* **TASK TO CARRY OUT**:
Whenever a line of the data below holds the string "ResourceGroup", copy that line.

[Dataset entries]
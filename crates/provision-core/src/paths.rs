use std::path::{Path, PathBuf};

// ---------------------------------------------------------------------------
// Directory constants
// ---------------------------------------------------------------------------

pub const PROVISION_DIR: &str = ".provision";
pub const CONFIG_FILE: &str = ".provision/config.yaml";
pub const STORE_FILE: &str = ".provision/store.redb";
pub const QUEUE_FILE: &str = ".provision/queue.redb";

// ---------------------------------------------------------------------------
// Path helpers
// ---------------------------------------------------------------------------

pub fn provision_dir(root: &Path) -> PathBuf {
    root.join(PROVISION_DIR)
}

pub fn config_path(root: &Path) -> PathBuf {
    root.join(CONFIG_FILE)
}

pub fn store_path(root: &Path) -> PathBuf {
    root.join(STORE_FILE)
}

pub fn queue_path(root: &Path) -> PathBuf {
    root.join(QUEUE_FILE)
}
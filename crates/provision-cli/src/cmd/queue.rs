use crate::output::print_json;
use clap::Subcommand;
use std::path::Path;

#[derive(Subcommand)]
pub enum QueueSubcommand {
    /// Count visible and in-flight messages
    Stats,
}

pub fn run(root: &Path, subcmd: QueueSubcommand, json: bool) -> anyhow::Result<()> {
    match subcmd {
        QueueSubcommand::Stats => stats(root, json),
    }
}

fn stats(root: &Path, json: bool) -> anyhow::Result<()> {
    let provisioner = super::open(root)?;
    let stats = provisioner.queue().stats()?;

    if json {
        print_json(&stats)?;
        return Ok(());
    }
    println!("visible:   {}", stats.visible);
    println!("in flight: {}", stats.invisible);
    Ok(())
}
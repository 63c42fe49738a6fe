use serde::{Deserialize, Serialize};
use std::fmt;
use std::str::FromStr;
use uuid::Uuid;

use crate::error::ProvisionError;

// ---------------------------------------------------------------------------
// Identifiers
// ---------------------------------------------------------------------------

macro_rules! uuid_id {
    ($(#[$meta:meta])* $name:ident) => {
        $(#[$meta])*
        #[derive(Debug, Clone, Copy, PartialEq, Eq, Hash, PartialOrd, Ord, Serialize, Deserialize)]
        #[serde(transparent)]
        pub struct $name(Uuid);

        impl $name {
            pub fn new() -> Self {
                Self(Uuid::new_v4())
            }

            pub fn as_bytes(&self) -> &[u8; 16] {
                self.0.as_bytes()
            }
        }

        impl Default for $name {
            fn default() -> Self {
                Self::new()
            }
        }

        impl fmt::Display for $name {
            fn fmt(&self, f: &mut fmt::Formatter<'_>) -> fmt::Result {
                write!(f, "{}", self.0)
            }
        }

        impl FromStr for $name {
            type Err = uuid::Error;

            fn from_str(s: &str) -> Result<Self, Self::Err> {
                Ok(Self(Uuid::parse_str(s)?))
            }
        }

        impl From<Uuid> for $name {
            fn from(uuid: Uuid) -> Self {
                Self(uuid)
            }
        }
    };
}

uuid_id!(
    /// Identity of a provisionable resource.
    ResourceId
);
uuid_id!(
    /// Identity of one scheduled unit of provisioning work.
    OperationId
);
uuid_id!(
    /// Identity of a batch of operations delivered as one queue message.
    BatchId
);

// ---------------------------------------------------------------------------
// ResourceType
// ---------------------------------------------------------------------------

#[derive(Debug, Clone, Copy, PartialEq, Eq, Hash, PartialOrd, Ord, Serialize, Deserialize)]
#[serde(rename_all = "snake_case")]
pub enum ResourceType {
    ResourceGroup,
    StorageAccount,
    NetworkSecurityGroup,
    VirtualNetwork,
    Bastion,
    VirtualMachine,
}

impl ResourceType {
    pub fn all() -> &'static [ResourceType] {
        &[
            ResourceType::ResourceGroup,
            ResourceType::StorageAccount,
            ResourceType::NetworkSecurityGroup,
            ResourceType::VirtualNetwork,
            ResourceType::Bastion,
            ResourceType::VirtualMachine,
        ]
    }

    pub fn as_str(self) -> &'static str {
        match self {
            ResourceType::ResourceGroup => "resource_group",
            ResourceType::StorageAccount => "storage_account",
            ResourceType::NetworkSecurityGroup => "network_security_group",
            ResourceType::VirtualNetwork => "virtual_network",
            ResourceType::Bastion => "bastion",
            ResourceType::VirtualMachine => "virtual_machine",
        }
    }

    /// Groups own other resources; deleting one removes its contents as a side effect.
    pub fn is_group(self) -> bool {
        matches!(self, ResourceType::ResourceGroup)
    }
}

impl fmt::Display for ResourceType {
    fn fmt(&self, f: &mut fmt::Formatter<'_>) -> fmt::Result {
        f.write_str(self.as_str())
    }
}

impl FromStr for ResourceType {
    type Err = ProvisionError;

    fn from_str(s: &str) -> Result<Self, Self::Err> {
        match s {
            "resource_group" | "resource-group" => Ok(ResourceType::ResourceGroup),
            "storage_account" | "storage-account" => Ok(ResourceType::StorageAccount),
            "network_security_group" | "network-security-group" | "nsg" => {
                Ok(ResourceType::NetworkSecurityGroup)
            }
            "virtual_network" | "virtual-network" | "vnet" => Ok(ResourceType::VirtualNetwork),
            "bastion" => Ok(ResourceType::Bastion),
            "virtual_machine" | "virtual-machine" | "vm" => Ok(ResourceType::VirtualMachine),
            _ => {
                let known: Vec<&str> = ResourceType::all().iter().map(|t| t.as_str()).collect();
                Err(ProvisionError::InvalidPayload(format!(
                    "unknown resource type '{s}' (expected one of: {})",
                    known.join(", ")
                )))
            }
        }
    }
}

// ---------------------------------------------------------------------------
// OperationKind
// ---------------------------------------------------------------------------

#[derive(Debug, Clone, Copy, PartialEq, Eq, Hash, Serialize, Deserialize)]
#[serde(rename_all = "snake_case")]
pub enum OperationKind {
    Create,
    Update,
    Delete,
    EnsureRoles,
    EnsureFirewallRules,
}

impl OperationKind {
    pub fn as_str(self) -> &'static str {
        match self {
            OperationKind::Create => "create",
            OperationKind::Update => "update",
            OperationKind::Delete => "delete",
            OperationKind::EnsureRoles => "ensure_roles",
            OperationKind::EnsureFirewallRules => "ensure_firewall_rules",
        }
    }
}

impl fmt::Display for OperationKind {
    fn fmt(&self, f: &mut fmt::Formatter<'_>) -> fmt::Result {
        f.write_str(self.as_str())
    }
}

impl FromStr for OperationKind {
    type Err = ProvisionError;

    fn from_str(s: &str) -> Result<Self, Self::Err> {
        match s {
            "create" => Ok(OperationKind::Create),
            "update" => Ok(OperationKind::Update),
            "delete" => Ok(OperationKind::Delete),
            "ensure_roles" | "ensure-roles" => Ok(OperationKind::EnsureRoles),
            "ensure_firewall_rules" | "ensure-firewall-rules" => {
                Ok(OperationKind::EnsureFirewallRules)
            }
            _ => Err(ProvisionError::InvalidPayload(format!(
                "unknown operation kind '{s}'"
            ))),
        }
    }
}

// ---------------------------------------------------------------------------
// OperationStatus
// ---------------------------------------------------------------------------

/// Lifecycle state of an operation.
///
/// Transitions: `NotStarted → InProgress → DoneSuccessful | Failed`,
/// `Failed → InProgress | Abandoned`, any non-terminal state `→ Aborted`.
#[derive(Debug, Clone, Copy, PartialEq, Eq, Hash, Serialize, Deserialize)]
#[serde(rename_all = "snake_case")]
pub enum OperationStatus {
    NotStarted,
    InProgress,
    DoneSuccessful,
    Failed,
    Abandoned,
    Aborted,
}

impl OperationStatus {
    pub fn is_terminal(self) -> bool {
        matches!(
            self,
            OperationStatus::DoneSuccessful | OperationStatus::Abandoned | OperationStatus::Aborted
        )
    }

    /// States the retry controller may re-open.
    pub fn is_retryable(self) -> bool {
        matches!(self, OperationStatus::Failed | OperationStatus::Abandoned)
    }

    /// States a dispatcher may claim.
    pub fn is_claimable(self) -> bool {
        matches!(self, OperationStatus::NotStarted | OperationStatus::Failed)
    }

    pub fn as_str(self) -> &'static str {
        match self {
            OperationStatus::NotStarted => "not_started",
            OperationStatus::InProgress => "in_progress",
            OperationStatus::DoneSuccessful => "done_successful",
            OperationStatus::Failed => "failed",
            OperationStatus::Abandoned => "abandoned",
            OperationStatus::Aborted => "aborted",
        }
    }
}

impl fmt::Display for OperationStatus {
    fn fmt(&self, f: &mut fmt::Formatter<'_>) -> fmt::Result {
        f.write_str(self.as_str())
    }
}

impl FromStr for OperationStatus {
    type Err = ProvisionError;

    fn from_str(s: &str) -> Result<Self, Self::Err> {
        [
            OperationStatus::NotStarted,
            OperationStatus::InProgress,
            OperationStatus::DoneSuccessful,
            OperationStatus::Failed,
            OperationStatus::Abandoned,
            OperationStatus::Aborted,
        ]
        .into_iter()
        .find(|status| status.as_str() == s.replace('-', "_"))
        .ok_or_else(|| ProvisionError::InvalidPayload(format!("unknown operation status '{s}'")))
    }
}

#[cfg(test)]
mod tests {
    use super::*;

    #[test]
    fn status_parses_snake_and_kebab_case() {
        assert_eq!("in-progress".parse::<OperationStatus>().unwrap(), OperationStatus::InProgress);
        assert_eq!("abandoned".parse::<OperationStatus>().unwrap(), OperationStatus::Abandoned);
        assert!("finished".parse::<OperationStatus>().is_err());
    }

    #[test]
    fn terminal_states() {
        assert!(OperationStatus::DoneSuccessful.is_terminal());
        assert!(OperationStatus::Abandoned.is_terminal());
        assert!(OperationStatus::Aborted.is_terminal());
        assert!(!OperationStatus::Failed.is_terminal());
        assert!(!OperationStatus::NotStarted.is_terminal());
        assert!(!OperationStatus::InProgress.is_terminal());
    }

    #[test]
    fn resource_type_parses_aliases() {
        assert_eq!(
            "vnet".parse::<ResourceType>().unwrap(),
            ResourceType::VirtualNetwork
        );
        assert_eq!(
            "virtual-machine".parse::<ResourceType>().unwrap(),
            ResourceType::VirtualMachine
        );
        assert!("bucket".parse::<ResourceType>().is_err());
    }

    #[test]
    fn ids_round_trip_through_display() {
        let id = OperationId::new();
        let parsed: OperationId = id.to_string().parse().unwrap();
        assert_eq!(id, parsed);
    }

    #[test]
    fn status_serializes_snake_case() {
        let json = serde_json::to_string(&OperationStatus::DoneSuccessful).unwrap();
        assert_eq!(json, "\"done_successful\"");
    }
}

* **EXPECTED ANSWER**:
    ResourceGroup,
            ResourceType::ResourceGroup,
            ResourceType::ResourceGroup => "resource_group",
        matches!(self, ResourceType::ResourceGroup)
            "resource_group" | "resource-group" => Ok(ResourceType::ResourceGroup),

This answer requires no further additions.